**WHAT YOU HAVE TO DO:** From the entries, filter out every line that lacks "parameters" and copy the rest.

**SUPPLIED DATA:**
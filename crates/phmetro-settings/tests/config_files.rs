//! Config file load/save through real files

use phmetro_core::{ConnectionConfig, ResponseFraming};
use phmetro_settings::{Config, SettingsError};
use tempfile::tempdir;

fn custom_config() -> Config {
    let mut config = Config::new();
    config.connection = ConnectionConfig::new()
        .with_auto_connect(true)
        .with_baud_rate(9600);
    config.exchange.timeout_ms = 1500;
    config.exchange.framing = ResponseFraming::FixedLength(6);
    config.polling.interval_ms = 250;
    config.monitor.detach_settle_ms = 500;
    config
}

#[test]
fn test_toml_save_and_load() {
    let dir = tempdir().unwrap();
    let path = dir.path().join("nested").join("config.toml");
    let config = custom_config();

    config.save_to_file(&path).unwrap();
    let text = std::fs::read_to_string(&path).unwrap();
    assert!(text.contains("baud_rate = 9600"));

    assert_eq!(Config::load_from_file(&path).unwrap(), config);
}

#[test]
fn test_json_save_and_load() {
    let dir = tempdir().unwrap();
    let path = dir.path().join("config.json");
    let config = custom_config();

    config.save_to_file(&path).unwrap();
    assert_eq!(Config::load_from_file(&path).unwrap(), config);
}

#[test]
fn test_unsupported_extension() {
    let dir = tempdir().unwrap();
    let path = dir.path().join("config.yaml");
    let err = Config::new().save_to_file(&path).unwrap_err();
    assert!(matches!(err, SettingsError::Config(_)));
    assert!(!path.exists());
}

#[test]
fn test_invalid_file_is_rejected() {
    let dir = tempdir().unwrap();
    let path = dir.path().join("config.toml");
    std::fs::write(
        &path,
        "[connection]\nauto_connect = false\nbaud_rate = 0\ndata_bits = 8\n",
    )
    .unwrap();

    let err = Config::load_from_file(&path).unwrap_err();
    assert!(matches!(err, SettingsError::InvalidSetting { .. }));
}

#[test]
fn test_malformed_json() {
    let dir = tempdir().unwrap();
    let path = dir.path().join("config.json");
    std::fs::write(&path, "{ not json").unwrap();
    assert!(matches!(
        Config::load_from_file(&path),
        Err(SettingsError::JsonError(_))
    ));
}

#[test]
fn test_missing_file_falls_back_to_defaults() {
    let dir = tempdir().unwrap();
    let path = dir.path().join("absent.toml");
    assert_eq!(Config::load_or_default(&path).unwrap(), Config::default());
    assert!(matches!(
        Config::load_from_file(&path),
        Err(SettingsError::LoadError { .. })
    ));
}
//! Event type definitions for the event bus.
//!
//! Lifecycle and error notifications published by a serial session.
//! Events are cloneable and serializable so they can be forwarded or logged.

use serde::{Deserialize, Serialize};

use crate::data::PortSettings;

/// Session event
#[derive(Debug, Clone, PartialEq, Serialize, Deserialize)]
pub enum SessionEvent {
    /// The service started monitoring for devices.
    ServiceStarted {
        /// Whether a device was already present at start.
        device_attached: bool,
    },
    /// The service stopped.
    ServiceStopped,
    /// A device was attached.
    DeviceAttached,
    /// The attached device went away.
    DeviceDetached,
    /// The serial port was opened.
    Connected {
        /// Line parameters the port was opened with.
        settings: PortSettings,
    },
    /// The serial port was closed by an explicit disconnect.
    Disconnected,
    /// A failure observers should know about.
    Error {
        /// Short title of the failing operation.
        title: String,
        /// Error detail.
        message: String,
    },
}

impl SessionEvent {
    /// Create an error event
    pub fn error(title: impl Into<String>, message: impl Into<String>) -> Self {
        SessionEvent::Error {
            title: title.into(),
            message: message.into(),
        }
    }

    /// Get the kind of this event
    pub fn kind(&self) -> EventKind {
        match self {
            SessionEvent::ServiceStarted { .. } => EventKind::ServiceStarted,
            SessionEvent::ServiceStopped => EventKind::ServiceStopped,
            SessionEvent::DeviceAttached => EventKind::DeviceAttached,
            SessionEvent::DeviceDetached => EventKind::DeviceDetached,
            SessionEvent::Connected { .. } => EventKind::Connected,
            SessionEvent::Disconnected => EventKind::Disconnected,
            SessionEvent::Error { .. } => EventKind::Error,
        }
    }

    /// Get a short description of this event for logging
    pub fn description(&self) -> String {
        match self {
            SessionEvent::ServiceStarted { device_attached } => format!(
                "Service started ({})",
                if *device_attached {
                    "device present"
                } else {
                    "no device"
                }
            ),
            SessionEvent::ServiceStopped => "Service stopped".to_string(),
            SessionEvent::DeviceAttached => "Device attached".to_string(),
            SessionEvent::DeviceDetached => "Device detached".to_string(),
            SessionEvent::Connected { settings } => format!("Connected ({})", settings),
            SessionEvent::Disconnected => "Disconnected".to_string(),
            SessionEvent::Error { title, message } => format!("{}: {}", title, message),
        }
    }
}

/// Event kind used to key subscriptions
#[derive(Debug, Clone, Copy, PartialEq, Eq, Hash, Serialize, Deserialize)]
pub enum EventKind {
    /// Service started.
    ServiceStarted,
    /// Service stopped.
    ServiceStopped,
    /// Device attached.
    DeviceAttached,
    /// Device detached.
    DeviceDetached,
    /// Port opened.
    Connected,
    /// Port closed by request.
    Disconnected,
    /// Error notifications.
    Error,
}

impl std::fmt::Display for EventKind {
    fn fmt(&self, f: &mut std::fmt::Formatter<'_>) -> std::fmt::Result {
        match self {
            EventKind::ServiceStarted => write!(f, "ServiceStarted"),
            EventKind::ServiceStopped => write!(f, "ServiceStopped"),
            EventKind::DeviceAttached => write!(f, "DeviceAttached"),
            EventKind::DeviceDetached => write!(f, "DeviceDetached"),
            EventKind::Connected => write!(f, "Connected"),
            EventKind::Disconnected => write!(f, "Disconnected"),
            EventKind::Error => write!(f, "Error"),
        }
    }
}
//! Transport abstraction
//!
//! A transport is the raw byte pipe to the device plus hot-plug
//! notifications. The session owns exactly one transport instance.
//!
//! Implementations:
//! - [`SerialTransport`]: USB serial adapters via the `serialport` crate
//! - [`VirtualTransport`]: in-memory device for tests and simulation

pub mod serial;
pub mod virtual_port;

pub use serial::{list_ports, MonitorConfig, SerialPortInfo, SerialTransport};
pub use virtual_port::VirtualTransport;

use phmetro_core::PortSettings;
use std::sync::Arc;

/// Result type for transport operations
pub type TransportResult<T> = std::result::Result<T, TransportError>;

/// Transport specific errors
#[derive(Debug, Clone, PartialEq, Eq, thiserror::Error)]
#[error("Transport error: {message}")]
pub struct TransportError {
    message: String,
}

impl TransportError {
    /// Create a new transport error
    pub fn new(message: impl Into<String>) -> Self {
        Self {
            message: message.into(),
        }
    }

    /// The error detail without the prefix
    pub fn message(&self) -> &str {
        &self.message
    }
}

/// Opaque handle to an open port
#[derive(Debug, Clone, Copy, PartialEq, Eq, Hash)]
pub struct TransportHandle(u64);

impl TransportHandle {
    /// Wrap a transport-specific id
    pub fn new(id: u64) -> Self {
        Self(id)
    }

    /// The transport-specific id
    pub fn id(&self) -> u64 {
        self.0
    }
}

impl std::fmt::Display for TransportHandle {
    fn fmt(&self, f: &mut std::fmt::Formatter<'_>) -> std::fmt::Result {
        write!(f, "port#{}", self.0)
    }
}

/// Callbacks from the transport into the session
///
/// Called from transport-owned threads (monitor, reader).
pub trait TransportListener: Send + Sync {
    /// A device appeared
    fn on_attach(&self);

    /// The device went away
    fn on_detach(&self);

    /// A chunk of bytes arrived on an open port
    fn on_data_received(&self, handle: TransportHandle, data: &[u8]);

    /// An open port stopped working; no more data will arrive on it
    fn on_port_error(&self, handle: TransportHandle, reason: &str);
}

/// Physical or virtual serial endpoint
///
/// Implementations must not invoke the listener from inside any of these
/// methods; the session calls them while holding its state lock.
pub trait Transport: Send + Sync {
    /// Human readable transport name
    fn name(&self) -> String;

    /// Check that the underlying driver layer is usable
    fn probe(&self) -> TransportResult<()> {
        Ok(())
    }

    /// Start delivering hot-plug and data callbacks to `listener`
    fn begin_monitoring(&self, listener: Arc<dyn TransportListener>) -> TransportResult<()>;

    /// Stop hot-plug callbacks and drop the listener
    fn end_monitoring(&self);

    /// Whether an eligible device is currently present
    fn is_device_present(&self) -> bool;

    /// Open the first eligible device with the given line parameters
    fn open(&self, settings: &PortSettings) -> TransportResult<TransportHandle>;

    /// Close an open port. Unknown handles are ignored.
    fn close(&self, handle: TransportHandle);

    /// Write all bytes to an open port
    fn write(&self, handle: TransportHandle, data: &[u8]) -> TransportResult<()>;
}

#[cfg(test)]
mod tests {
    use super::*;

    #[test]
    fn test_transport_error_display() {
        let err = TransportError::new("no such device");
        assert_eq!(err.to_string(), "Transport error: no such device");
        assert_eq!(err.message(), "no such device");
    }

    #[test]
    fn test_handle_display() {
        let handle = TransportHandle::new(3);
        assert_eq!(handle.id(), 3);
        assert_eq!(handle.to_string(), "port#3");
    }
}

**TASK SOLUTION:**
        /// Line parameters the port was opened with.
    /// Open the first eligible device with the given line parameters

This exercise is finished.